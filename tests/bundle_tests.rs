use bundlemap::{Bundle, BundleError, Kind, Value};

fn put_a_lot(bundle: &mut Bundle) {
    bundle.put_boolean("boolVal", true);
    bundle.put_byte("byteVal", 1);
    bundle.put_char("charVal", 'X');
    bundle.put_double("doubleVal", f64::MAX);
    bundle.put_float("floatVal", f32::MAX);
    bundle.put_int("intVal", i32::MAX);
    bundle.put_long("longVal", i64::MAX);
    bundle.put_short("shortVal", i16::MAX);
    bundle.put_string("stringVal", "YAY Bundle!");
}

#[test]
fn test_put_get() {
    let mut bundle = Bundle::new();
    bundle.put_boolean("testBool1", true);

    assert!(bundle.get_boolean("testBool1"));
    assert!(bundle.contains_key("testBool1"));
}

#[test]
fn test_get_default_for_missing_key() {
    let mut bundle = Bundle::new();
    bundle.put_boolean("testBool2", true);

    assert!(bundle.get_boolean_or("unrealKey", true));
    assert_eq!(bundle.get_int_or("unrealKey", 42), 42);
    assert_eq!(bundle.get_string("unrealKey"), None);
    assert_eq!(bundle.get_string_or("unrealKey", "fallback"), "fallback");
}

#[test]
fn test_size() {
    let mut bundle = Bundle::new();
    put_a_lot(&mut bundle);

    assert_eq!(bundle.len(), 9);
}

#[test]
fn test_every_scalar_round_trips() {
    let mut bundle = Bundle::new();
    put_a_lot(&mut bundle);

    assert!(bundle.get_boolean("boolVal"));
    assert_eq!(bundle.get_byte("byteVal"), 1);
    assert_eq!(bundle.get_char("charVal"), 'X');
    assert_eq!(bundle.get_double("doubleVal"), f64::MAX);
    assert_eq!(bundle.get_float("floatVal"), f32::MAX);
    assert_eq!(bundle.get_int("intVal"), i32::MAX);
    assert_eq!(bundle.get_long("longVal"), i64::MAX);
    assert_eq!(bundle.get_short("shortVal"), i16::MAX);
    assert_eq!(bundle.get_string("stringVal"), Some("YAY Bundle!"));
}

#[test]
fn test_remove() {
    let mut bundle = Bundle::new();
    put_a_lot(&mut bundle);

    assert!(bundle.remove("stringVal"));
    assert_eq!(bundle.get_string("stringVal"), None);
    assert!(!bundle.contains_key("stringVal"));
    assert_eq!(bundle.len(), 8);

    // Removing an absent key is a no-op.
    assert!(!bundle.remove("stringVal"));
    assert_eq!(bundle.len(), 8);
}

#[test]
fn test_zero_defaults_on_empty_bundle() {
    let bundle = Bundle::new();

    assert!(!bundle.get_boolean("k"));
    assert_eq!(bundle.get_byte("k"), 0);
    assert_eq!(bundle.get_char("k"), '\0');
    assert_eq!(bundle.get_double("k"), 0.0);
    assert_eq!(bundle.get_float("k"), 0.0);
    assert_eq!(bundle.get_int("k"), 0);
    assert_eq!(bundle.get_long("k"), 0);
    assert_eq!(bundle.get_short("k"), 0);
    assert_eq!(bundle.get_string("k"), None);
    assert!(bundle.get_int_array("k").is_none());
    assert!(bundle.get_string_list("k").is_none());
    assert!(bundle.get_bundle("k").is_none());
}

#[test]
fn test_wrong_kind_falls_back_to_default() {
    let mut bundle = Bundle::new();
    bundle.put_int("number", 7);

    assert_eq!(bundle.get_string("number"), None);
    assert!(!bundle.get_boolean("number"));
    assert_eq!(bundle.get_long_or("number", -1), -1);
    assert!(bundle.get_int_array("number").is_none());

    // The right kind still comes back.
    assert_eq!(bundle.get_int("number"), 7);
}

#[test]
fn test_arrays_and_lists_are_distinct_kinds() {
    let mut bundle = Bundle::new();
    bundle.put_int_array("nums", vec![1, 2, 3]);
    bundle.put_string_list("names", vec!["a".to_string(), "b".to_string()]);

    assert!(bundle.get_int_list("nums").is_none());
    assert!(bundle.get_string_array("names").is_none());

    assert_eq!(bundle.get_int_array("nums").unwrap().borrow().len(), 3);
    assert_eq!(bundle.get_string_list("names").unwrap().borrow().len(), 2);
}

#[test]
fn test_explicit_null() {
    let mut bundle = Bundle::new();
    bundle.put("reserved", None);

    assert!(bundle.contains_key("reserved"));
    assert_eq!(bundle.len(), 1);
    assert!(bundle.get("reserved").is_none());
    assert_eq!(bundle.get_string("reserved"), None);
    assert_eq!(bundle.get_int_or("reserved", 9), 9);
    assert_eq!(
        bundle.try_get("reserved"),
        Err(BundleError::NullValue("reserved".to_string()))
    );

    assert!(bundle.remove("reserved"));
    assert_eq!(
        bundle.try_get("reserved"),
        Err(BundleError::KeyNotFound("reserved".to_string()))
    );
}

#[test]
fn test_strict_lookups() {
    let mut bundle = Bundle::new();
    bundle.put_string("name", "abc");

    assert_eq!(bundle.try_get("name"), Ok(&Value::String("abc".to_string())));
    assert_eq!(
        bundle.try_get("nope"),
        Err(BundleError::KeyNotFound("nope".to_string()))
    );

    assert!(bundle.expect_kind("name", Kind::String).is_ok());
    assert_eq!(
        bundle.expect_kind("name", Kind::Int),
        Err(BundleError::KindMismatch {
            key: "name".to_string(),
            expected: Kind::Int,
            found: Kind::String,
        })
    );
}

#[test]
fn test_error_display() {
    let key_not_found = BundleError::KeyNotFound("k".to_string());
    let null_value = BundleError::NullValue("k".to_string());
    let kind_mismatch = BundleError::KindMismatch {
        key: "k".to_string(),
        expected: Kind::Int,
        found: Kind::StringList,
    };

    assert_eq!(format!("{}", key_not_found), "key `k` not found in bundle");
    assert_eq!(format!("{}", null_value), "key `k` holds an explicit null");
    assert_eq!(
        format!("{}", kind_mismatch),
        "key `k` holds a string list value, expected int"
    );

    assert!(format!("{:?}", key_not_found).contains("KeyNotFound"));
}

#[test]
fn test_clear_and_is_empty() {
    let mut bundle = Bundle::new();
    assert!(bundle.is_empty());

    put_a_lot(&mut bundle);
    assert!(!bundle.is_empty());

    bundle.clear();
    assert_eq!(bundle.len(), 0);
    assert!(bundle.is_empty());
    assert_eq!(bundle.keys().count(), 0);
    assert!(!bundle.contains_key("boolVal"));
}

#[test]
fn test_keys() {
    let mut bundle = Bundle::new();
    bundle.put_int("a", 1);
    bundle.put_int("b", 2);
    bundle.put_int("a", 3); // overwrite, not a new key

    let mut keys: Vec<&str> = bundle.keys().collect();
    keys.sort_unstable();
    assert_eq!(keys, vec!["a", "b"]);
}

#[test]
fn test_put_overwrites_across_kinds() {
    let mut bundle = Bundle::new();
    bundle.put_int("slot", 5);
    bundle.put_string("slot", "five");

    assert_eq!(bundle.len(), 1);
    assert_eq!(bundle.get_int("slot"), 0);
    assert_eq!(bundle.get_string("slot"), Some("five"));
}

#[test]
fn test_put_all_copies_and_overwrites() {
    let mut target = Bundle::new();
    target.put_int("shared", 1);
    target.put_string("only_target", "t");

    let mut source = Bundle::new();
    source.put_int("shared", 2);
    source.put_boolean("only_source", true);

    target.put_all(&source);

    assert_eq!(target.len(), 3);
    assert_eq!(target.get_int("shared"), 2);
    assert_eq!(target.get_string("only_target"), Some("t"));
    assert!(target.get_boolean("only_source"));

    // The source is untouched.
    assert_eq!(source.len(), 2);
}

#[test]
fn test_clone_copies_mappings() {
    let mut bundle = Bundle::new();
    put_a_lot(&mut bundle);

    let copy = bundle.clone();
    assert_eq!(copy.len(), bundle.len());
    assert_eq!(copy, bundle);
    assert_eq!(copy.get_string("stringVal"), Some("YAY Bundle!"));
}

#[test]
fn test_clone_shares_array_values() {
    let mut bundle = Bundle::new();
    bundle.put_int_array("nums", vec![1, 2, 3]);

    let mut copy = bundle.clone();

    // Mutating the array through the copy is visible in the original.
    copy.get_int_array("nums").unwrap().borrow_mut().push(4);
    assert_eq!(bundle.get_int_array("nums").unwrap().borrow().len(), 4);

    // Key mappings stay independent.
    copy.put_int("extra", 1);
    copy.remove("nums");
    assert!(!bundle.contains_key("extra"));
    assert!(bundle.contains_key("nums"));
}

#[test]
fn test_shared_array_between_bundles() {
    let mut first = Bundle::new();
    first.put_string_array("tags", vec!["red".to_string()]);

    let shared = first.get_string_array("tags").unwrap();
    let mut second = Bundle::new();
    second.put_string_array("tags", shared);

    second
        .get_string_array("tags")
        .unwrap()
        .borrow_mut()
        .push("blue".to_string());

    let seen_by_first = first.get_string_array("tags").unwrap();
    assert_eq!(*seen_by_first.borrow(), vec!["red".to_string(), "blue".to_string()]);
}

#[test]
fn test_nested_bundles() {
    let mut inner = Bundle::new();
    inner.put_int("depth", 1);

    let mut outer = Bundle::new();
    outer.put_bundle("inner", inner);

    let handle = outer.get_bundle("inner").unwrap();
    assert_eq!(handle.borrow().get_int("depth"), 1);

    // Mutations through the handle are visible on the next lookup.
    handle.borrow_mut().put_int("depth", 2);
    assert_eq!(outer.get_bundle("inner").unwrap().borrow().get_int("depth"), 2);
}

#[test]
fn test_with_capacity_and_default() {
    let sized = Bundle::with_capacity(16);
    assert!(sized.is_empty());

    let defaulted: Bundle = Default::default();
    assert!(defaulted.is_empty());
    assert_eq!(defaulted, Bundle::new());
}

..............................

• _WHAT TO DO_:
If a line in the entries contains the word "outer", copy that line out.

• _ANSWER SECTION_:
    let mut outer = Bundle::new();
    outer.put_bundle("inner", inner);
    let handle = outer.get_bundle("inner").unwrap();
    assert_eq!(outer.get_bundle("inner").unwrap().borrow().get_int("depth"), 2);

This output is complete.